201-OR: Characterization of Type 1 Diabetes (T1D) Endotypes

• Published in: Diabetes (New York, N.Y.) Vol. 72; no. Supplement_1; p. 1
• Main Authors: BEDRAT, AMINA, PANT, TARUN, JIA, SHUANG, ROETHLE, MARK, TRUCHAN, NATHAN A., CABRERA, SUSANNE M., CHEN, YI-GUANG, LIN, CHIEN-WEI, HESSNER, MARTIN
• Format: Journal Article
• Language: English
• Published: New York American Diabetes Association 20.06.2023
• Subjects: CD20 antigen; CD4 antigen; CTLA-4 protein; Diabetes; Diabetes mellitus (insulin dependent); Flow cytometry; Haplotypes; Immunoglobulins; Immunological memory; Interleukin 12; Interleukin 6; Lymphocytes T; Memory cells; Monoclonal antibodies; Peripheral blood; Phenotypes; Principal components analysis; Transcriptomics; γ-Interferon
• ISSN: 0012-1797; 1939-327X
• DOI: 10.2337/db23-201-OR

To better understand how T1D heterogeneity relates to disease progression and therapeutic responsiveness, we studied 566 recent onset subjects (mean age at onset: 16.5 +/- 8.2) that had participated in the following TrialNet trials: MMF-DZB, anti-CD20; GAD-alum; CTLA4-Ig; Canakinumab; and ATG-GCSF. Our analysis began with a bioassay where plasma collected pre-intervention and within 100 days of diagnosis was used to induce transcription in a well-controlled peripheral blood mononuclear cell population. Microarray analysis identified 2,854 transcripts exhibiting high variation in at least 5 out of 6 trials. Hierarchical clustering and principal component analysis of these transcripts concordantly divided the participants into 2 major groups: Group 1 and Group 2. Analysis of post-baseline samples found group assignments conserved over time. Proportional analyses of the 406 subjects aged <18 years found Groups 1 and 2 distinct: subjects aged >14years segregated within Group 2 (39.9% vs 29.3%, p=0.03); subjects possessing neutral/low-risk HLA haplotypes segregated within Group 1 (20.5% vs 11.8%, p=0.04); placebo arm participants with the most rapid C-peptide rate of decline (<-0.15) segregated within Group 1 (20.3% vs 7.1%, p=0.04); and the subjects most responsive to anti-CD20 (p=0.01) and ATG-GCSF (p=0.07) segregated within Group 1. A local validation cohort (n=66, mean age at onset: 11.1 +/- 4.0) was analyzed by plasma induced transcription. A Random Forest model, which utilized the TrialNet data as a training set, was used to assign the local subjects to Group 1 or 2 (ROC: AUC=0.95; p=7.7E-9).

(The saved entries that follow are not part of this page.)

use std::collections::HashMap;
use std::sync::atomic::{AtomicUsize, Ordering};
use std::sync::Arc;

use async_trait::async_trait;
use chrono::{Duration, Utc};
use gate_common::Principal;
use jsonwebtoken::{encode, Algorithm, EncodingKey, Header};

use crate::auth::{IdentityProvider, ProviderError, ServerClientFactory};
use crate::config::Config;
use crate::store::{SqliteStore, Stores};
use crate::AppState;

pub const TEST_KID: &str = "test-key-1";

const TEST_RSA_PEM: &str = include_str!("test_rsa.pem");

/// Base64url modulus of `test_rsa.pem`.
const TEST_RSA_N: &str = "qee7R4bFFjGMx2nBTHa-Zc2yqYKAkF-StBoQZRnfS2a6D4rKQBhKSvhn8IOBJftlBeFQ4RRpQKJ8-yAIxDnNl9W8z3ukRBU-bneVZgAayCj23J9NzUJ2Y9Wz6wxnZRRFPmVX53MwcJudvErmFE2ki2xfL3P8sJdTeOizx992mFUi860OSiY805jl8stERX1SiYtj_8_4DdHtWfeTNH1fU_ZVBY6f93x817x6SOrt3qed3SDXeLFV3Jj3lHOtsVzZFCsUVJ71gPrXOlMwjjFhh7oWQSRUzbXAh_m3aCAPSibobvG7gYh_ezRIFcrt8er3zgNUUtylliXj4GGCSRsl3Q";
const TEST_RSA_E: &str = "AQAB";

enum Behavior {
    User(Principal),
    NoUser,
    Failing(fn() -> ProviderError),
    ByToken(HashMap<String, String>),
}

/// Identity provider with canned answers. Counts how often it is asked.
pub struct StaticProvider {
    behavior: Behavior,
    calls: AtomicUsize,
}

impl StaticProvider {
    fn with(behavior: Behavior) -> Self {
        Self {
            behavior,
            calls: AtomicUsize::new(0),
        }
    }

    /// Returns `principal` for any token; no token is a missing session.
    pub fn user(principal: Principal) -> Self {
        Self::with(Behavior::User(principal))
    }

    pub fn no_user() -> Self {
        Self::with(Behavior::NoUser)
    }

    pub fn failing(error: fn() -> ProviderError) -> Self {
        Self::with(Behavior::Failing(error))
    }

    /// Maps access tokens to user ids. Unknown tokens have no user.
    pub fn by_token(pairs: &[(&str, &str)]) -> Self {
        let map = pairs
            .iter()
            .map(|(token, id)| (token.to_string(), id.to_string()))
            .collect();
        Self::with(Behavior::ByToken(map))
    }

    pub fn calls(&self) -> usize {
        self.calls.load(Ordering::SeqCst)
    }
}

#[async_trait]
impl IdentityProvider for StaticProvider {
    async fn get_user(&self, access_token: Option<&str>) -> Result<Option<Principal>, ProviderError> {
        self.calls.fetch_add(1, Ordering::SeqCst);
        match &self.behavior {
            Behavior::User(principal) => match access_token {
                Some(_) => Ok(Some(principal.clone())),
                None => Err(ProviderError::SessionMissing),
            },
            Behavior::NoUser => Ok(None),
            Behavior::Failing(error) => Err(error()),
            Behavior::ByToken(map) => {
                let token = access_token.ok_or(ProviderError::SessionMissing)?;
                Ok(map.get(token).map(|id| Principal::new(id.clone())))
            }
        }
    }
}

pub fn test_config() -> Config {
    let mut config = Config::default();
    config.provider.url = "http://127.0.0.1:9".to_string();
    config.provider.anon_key = "anon".to_string();
    config.database.url = "sqlite::memory:".to_string();
    config.tenant.session_secret = Some("test-session-secret".to_string());
    config.tenant.bcrypt_cost = 4;
    config.logging.level = "debug".to_string();
    config
}

/// App state over an in-memory database and `provider`.
///
/// The store is returned too so tests can seed users and tenants.
pub fn create_test_state(provider: Arc<dyn IdentityProvider>) -> (Arc<AppState>, Arc<SqliteStore>) {
    let store = Arc::new(SqliteStore::new(":memory:").expect("in-memory sqlite"));
    let state = AppState::new(
        test_config(),
        ServerClientFactory::from_provider(provider),
        Stores::shared(store.clone()),
    )
    .expect("test config has a session secret");
    (Arc::new(state), store)
}

pub fn test_signing_key() -> EncodingKey {
    EncodingKey::from_rsa_pem(TEST_RSA_PEM.as_bytes()).expect("valid test key")
}

/// JWKS document publishing the test key under [`TEST_KID`].
pub fn test_jwks() -> serde_json::Value {
    serde_json::json!({
        "keys": [{
            "kid": TEST_KID,
            "kty": "RSA",
            "alg": "RS256",
            "use": "sig",
            "n": TEST_RSA_N,
            "e": TEST_RSA_E,
        }]
    })
}

/// Serve OIDC discovery and [`test_jwks`] from `server`.
#[cfg(test)]
pub async fn mount_jwks(server: &wiremock::MockServer) {
    use wiremock::matchers::{method, path};
    use wiremock::{Mock, ResponseTemplate};

    Mock::given(method("GET"))
        .and(path("/.well-known/openid-configuration"))
        .respond_with(ResponseTemplate::new(200).set_body_json(serde_json::json!({
            "issuer": server.uri(),
            "jwks_uri": format!("{}/.well-known/jwks.json", server.uri()),
        })))
        .mount(server)
        .await;

    Mock::given(method("GET"))
        .and(path("/.well-known/jwks.json"))
        .respond_with(ResponseTemplate::new(200).set_body_json(test_jwks()))
        .mount(server)
        .await;
}

#[derive(serde::Serialize)]
struct TestClaims {
    sub: String,
    email: Option<String>,
    role: String,
    aud: String,
    iss: String,
    exp: u64,
    iat: u64,
}

/// An access token shaped like the hosted auth service issues them.
pub fn generate_test_jwt(
    issuer: &str,
    user_id: &str,
    email: Option<&str>,
    kid: &str,
    signing_key: &EncodingKey,
) -> String {
    let now = Utc::now();
    let claims = TestClaims {
        sub: user_id.to_string(),
        email: email.map(String::from),
        role: "authenticated".to_string(),
        aud: "authenticated".to_string(),
        iss: issuer.to_string(),
        exp: (now + Duration::hours(1)).timestamp() as u64,
        iat: now.timestamp() as u64,
    };

    let header = Header {
        alg: Algorithm::RS256,
        kid: Some(kid.to_string()),
        ..Default::default()
    };

    encode(&header, &claims, signing_key).expect("Failed to encode JWT")
}
//! Configuration for the gate service.

use config::{Config as ConfigLoader, ConfigError, Environment, File};
use serde::Deserialize;

/// Main configuration structure.
#[derive(Debug, Clone, Deserialize, Default)]
pub struct Config {
    #[serde(default)]
    pub server: ServerConfig,
    #[serde(default)]
    pub provider: ProviderConfig,
    #[serde(default)]
    pub database: DatabaseConfig,
    #[serde(default)]
    pub tenant: TenantConfig,
    #[serde(default)]
    pub routes: RoutesConfig,
    #[serde(default)]
    pub logging: LoggingConfig,
    #[serde(default)]
    pub cors: CorsConfig,
}

#[derive(Debug, Clone, Deserialize)]
pub struct ServerConfig {
    #[serde(default = "default_host")]
    pub host: String,
    #[serde(default = "default_port")]
    pub port: u16,
}

impl Default for ServerConfig {
    fn default() -> Self {
        Self {
            host: default_host(),
            port: default_port(),
        }
    }
}

/// How sessions are checked against the identity provider.
#[derive(Debug, Clone, Copy, PartialEq, Eq, Deserialize, Default)]
#[serde(rename_all = "snake_case")]
pub enum ProviderMode {
    /// Ask the hosted auth API for the user behind the token.
    #[default]
    Remote,
    /// Verify the access token locally against the provider's JWKS.
    Jwks,
}

/// Identity provider connection.
#[derive(Debug, Clone, Deserialize)]
pub struct ProviderConfig {
    #[serde(default)]
    pub mode: ProviderMode,
    /// Project base URL, e.g. `https://xyz.supabase.co`.
    #[serde(default)]
    pub url: String,
    /// Public (anon) API key sent as `apikey`.
    #[serde(default)]
    pub anon_key: String,
    /// Token issuer for JWKS mode. Defaults to `{url}/auth/v1`.
    #[serde(default)]
    pub jwt_issuer: Option<String>,
    /// Expected `aud` claim in JWKS mode. Not checked when unset.
    #[serde(default)]
    pub jwt_audience: Option<String>,
    /// Cookie holding the provider access token when no bearer header is sent.
    #[serde(default = "default_access_token_cookie")]
    pub access_token_cookie: String,
}

impl Default for ProviderConfig {
    fn default() -> Self {
        Self {
            mode: ProviderMode::default(),
            url: String::new(),
            anon_key: String::new(),
            jwt_issuer: None,
            jwt_audience: None,
            access_token_cookie: default_access_token_cookie(),
        }
    }
}

impl ProviderConfig {
    pub fn issuer(&self) -> String {
        self.jwt_issuer
            .clone()
            .unwrap_or_else(|| format!("{}/auth/v1", self.url.trim_end_matches('/')))
    }
}

/// Where user and tenant records live.
#[derive(Debug, Clone, Copy, PartialEq, Eq, Deserialize, Default)]
#[serde(rename_all = "snake_case")]
pub enum StoreBackend {
    #[default]
    Sqlite,
    /// Hosted database behind a PostgREST-style API.
    Rest,
}

#[derive(Debug, Clone, Deserialize)]
pub struct DatabaseConfig {
    #[serde(default)]
    pub backend: StoreBackend,
    /// SQLite database URL (sqlite backend).
    #[serde(default = "default_database_url")]
    pub url: String,
    /// REST root. Defaults to `{provider.url}/rest/v1`.
    #[serde(default)]
    pub rest_url: Option<String>,
    /// Service-role key for the REST backend.
    #[serde(default)]
    pub service_role_key: Option<String>,
}

impl Default for DatabaseConfig {
    fn default() -> Self {
        Self {
            backend: StoreBackend::default(),
            url: default_database_url(),
            rest_url: None,
            service_role_key: None,
        }
    }
}

/// Tenant logins and their session cookies.
#[derive(Debug, Clone, Deserialize)]
pub struct TenantConfig {
    /// HMAC secret for session tokens. Falls back to the service-role key.
    #[serde(default)]
    pub session_secret: Option<String>,
    #[serde(default = "default_session_expiry_days")]
    pub session_expiry_days: i64,
    #[serde(default = "default_bcrypt_cost")]
    pub bcrypt_cost: u32,
    #[serde(default = "default_invite_expiry_hours")]
    pub invite_expiry_hours: i64,
    #[serde(default = "default_reset_expiry_hours")]
    pub reset_expiry_hours: i64,
    #[serde(default = "default_min_password_length")]
    pub min_password_length: usize,
    /// Public origin used to build setup links.
    #[serde(default = "default_app_url")]
    pub app_url: String,
    #[serde(default = "default_setup_path")]
    pub setup_path: String,
    #[serde(default = "default_cookie_name")]
    pub cookie_name: String,
    #[serde(default)]
    pub secure_cookies: bool,
}

impl Default for TenantConfig {
    fn default() -> Self {
        Self {
            session_secret: None,
            session_expiry_days: default_session_expiry_days(),
            bcrypt_cost: default_bcrypt_cost(),
            invite_expiry_hours: default_invite_expiry_hours(),
            reset_expiry_hours: default_reset_expiry_hours(),
            min_password_length: default_min_password_length(),
            app_url: default_app_url(),
            setup_path: default_setup_path(),
            cookie_name: default_cookie_name(),
            secure_cookies: false,
        }
    }
}

impl TenantConfig {
    pub fn session_max_age_secs(&self) -> i64 {
        self.session_expiry_days * 24 * 60 * 60
    }
}

/// Page paths watched by the route guard.
#[derive(Debug, Clone, Deserialize)]
pub struct RoutesConfig {
    #[serde(default = "default_protected_routes")]
    pub protected: Vec<String>,
    #[serde(default = "default_admin_prefix")]
    pub admin_prefix: String,
    #[serde(default = "default_login_path")]
    pub login_path: String,
    #[serde(default = "default_dashboard_path")]
    pub dashboard_path: String,
}

impl Default for RoutesConfig {
    fn default() -> Self {
        Self {
            protected: default_protected_routes(),
            admin_prefix: default_admin_prefix(),
            login_path: default_login_path(),
            dashboard_path: default_dashboard_path(),
        }
    }
}

#[derive(Debug, Clone, Deserialize)]
pub struct LoggingConfig {
    #[serde(default = "default_log_level")]
    pub level: String,
}

impl Default for LoggingConfig {
    fn default() -> Self {
        Self {
            level: default_log_level(),
        }
    }
}

#[derive(Debug, Clone, Deserialize)]
pub struct CorsConfig {
    /// Comma-separated origins, or `*`.
    #[serde(default = "default_cors_origins")]
    pub origins: String,
}

impl Default for CorsConfig {
    fn default() -> Self {
        Self {
            origins: default_cors_origins(),
        }
    }
}

// Default values
fn default_host() -> String {
    "0.0.0.0".to_string()
}
fn default_port() -> u16 {
    8080
}
fn default_access_token_cookie() -> String {
    "sb-access-token".to_string()
}
fn default_database_url() -> String {
    "sqlite:./data/gate.db".to_string()
}
fn default_session_expiry_days() -> i64 {
    7
}
fn default_bcrypt_cost() -> u32 {
    12
}
fn default_invite_expiry_hours() -> i64 {
    168
}
fn default_reset_expiry_hours() -> i64 {
    1
}
fn default_min_password_length() -> usize {
    8
}
fn default_app_url() -> String {
    "http://localhost:3000".to_string()
}
fn default_setup_path() -> String {
    "/tenant/setup".to_string()
}
fn default_cookie_name() -> String {
    "tenant_session".to_string()
}
fn default_protected_routes() -> Vec<String> {
    vec!["/dashboard".to_string(), "/objekte".to_string()]
}
fn default_admin_prefix() -> String {
    "/admin".to_string()
}
fn default_login_path() -> String {
    "/login".to_string()
}
fn default_dashboard_path() -> String {
    "/dashboard".to_string()
}
fn default_log_level() -> String {
    "info".to_string()
}
fn default_cors_origins() -> String {
    "*".to_string()
}

impl Config {
    /// Load configuration from file and environment variables.
    ///
    /// Configuration sources (in order of precedence):
    /// 1. Environment variables (GATE__SECTION__KEY format)
    /// 2. config.toml file (if present)
    /// 3. Built-in defaults
    pub fn load() -> Result<Self, ConfigError> {
        let config = ConfigLoader::builder()
            .add_source(File::with_name("config").required(false))
            .add_source(
                Environment::with_prefix("GATE")
                    .separator("__")
                    .list_separator(",")
                    .with_list_parse_key("routes.protected")
                    .try_parsing(true),
            )
            .build()?;

        let config: Config = config.try_deserialize()?;
        config.validate()?;
        Ok(config)
    }

    /// Reject combinations the service cannot start with.
    pub fn validate(&self) -> Result<(), ConfigError> {
        if self.provider.url.is_empty() {
            return Err(ConfigError::Message("provider.url is required".to_string()));
        }
        if self.database.backend == StoreBackend::Rest && self.database.service_role_key.is_none() {
            return Err(ConfigError::Message(
                "database.service_role_key is required for the rest backend".to_string(),
            ));
        }
        if self.session_secret().is_none() {
            return Err(ConfigError::Message(
                "tenant.session_secret (or database.service_role_key) is required".to_string(),
            ));
        }
        Ok(())
    }

    /// Tenant session secret, falling back to the service-role key.
    pub fn session_secret(&self) -> Option<&str> {
        self.tenant
            .session_secret
            .as_deref()
            .filter(|s| !s.is_empty())
            .or(self.database.service_role_key.as_deref())
            .filter(|s| !s.is_empty())
    }

    pub fn rest_url(&self) -> String {
        self.database
            .rest_url
            .clone()
            .unwrap_or_else(|| format!("{}/rest/v1", self.provider.url.trim_end_matches('/')))
    }
}

#[cfg(test)]
mod tests {
    use super::*;

    fn valid_config() -> Config {
        let mut config = Config::default();
        config.provider.url = "https://project.example.co".to_string();
        config.tenant.session_secret = Some("secret".to_string());
        config
    }

    #[test]
    fn test_default_server_config() {
        let server = ServerConfig::default();
        assert_eq!(server.host, "0.0.0.0");
        assert_eq!(server.port, 8080);
    }

    #[test]
    fn test_default_routes_config() {
        let routes = RoutesConfig::default();
        assert_eq!(routes.protected, vec!["/dashboard", "/objekte"]);
        assert_eq!(routes.admin_prefix, "/admin");
        assert_eq!(routes.login_path, "/login");
        assert_eq!(routes.dashboard_path, "/dashboard");
    }

    #[test]
    fn test_default_tenant_config() {
        let tenant = TenantConfig::default();
        assert_eq!(tenant.session_expiry_days, 7);
        assert_eq!(tenant.session_max_age_secs(), 604_800);
        assert_eq!(tenant.bcrypt_cost, 12);
        assert_eq!(tenant.invite_expiry_hours, 168);
        assert_eq!(tenant.reset_expiry_hours, 1);
        assert_eq!(tenant.cookie_name, "tenant_session");
    }

    #[test]
    fn test_issuer_defaults_to_auth_path() {
        let mut provider = ProviderConfig::default();
        provider.url = "https://project.example.co/".to_string();
        assert_eq!(provider.issuer(), "https://project.example.co/auth/v1");

        provider.jwt_issuer = Some("https://issuer.example".to_string());
        assert_eq!(provider.issuer(), "https://issuer.example");
    }

    #[test]
    fn test_rest_url_defaults_to_provider() {
        let config = valid_config();
        assert_eq!(config.rest_url(), "https://project.example.co/rest/v1");
    }

    #[test]
    fn test_session_secret_falls_back_to_service_role_key() {
        let mut config = valid_config();
        config.tenant.session_secret = None;
        assert!(config.session_secret().is_none());

        config.database.service_role_key = Some("service-role".to_string());
        assert_eq!(config.session_secret(), Some("service-role"));
    }

    #[test]
    fn test_empty_session_secret_falls_back_to_service_role_key() {
        let mut config = valid_config();
        config.tenant.session_secret = Some(String::new());
        config.database.service_role_key = Some("service-role".to_string());
        assert_eq!(config.session_secret(), Some("service-role"));
        assert!(config.validate().is_ok());
    }

    #[test]
    fn test_validate_accepts_minimal_config() {
        assert!(valid_config().validate().is_ok());
    }

    #[test]
    fn test_validate_requires_provider_url() {
        let mut config = valid_config();
        config.provider.url.clear();
        assert!(config.validate().is_err());
    }

    #[test]
    fn test_validate_requires_session_secret() {
        let mut config = valid_config();
        config.tenant.session_secret = Some(String::new());
        assert!(config.validate().is_err());
    }

    #[test]
    fn test_validate_rest_backend_needs_service_role_key() {
        let mut config = valid_config();
        config.database.backend = StoreBackend::Rest;
        assert!(config.validate().is_err());

        config.database.service_role_key = Some("key".to_string());
        assert!(config.validate().is_ok());
    }

    #[test]
    fn test_provider_mode_deserializes_snake_case() {
        let mode: ProviderMode = serde_json::from_str("\"jwks\"").unwrap();
        assert_eq!(mode, ProviderMode::Jwks);
        let backend: StoreBackend = serde_json::from_str("\"rest\"").unwrap();
        assert_eq!(backend, StoreBackend::Rest);
    }
}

Consistent with pathway analysis of the TrialNet transcriptomic data, ELISA analysis identified elevated plasma IFNγ, TNFα, IL-1β, IL-6, IL-12p70 levels (p<0.05) in Group 1. Flow cytometry measured higher percentages CD4+ CD45RO+ memory T cells (among total CD4 T cells, p=0.01) in Group 1. These analyses support the existence of two major T1D endotypes that exhibit differing immune phenotypes and therapeutic responsiveness.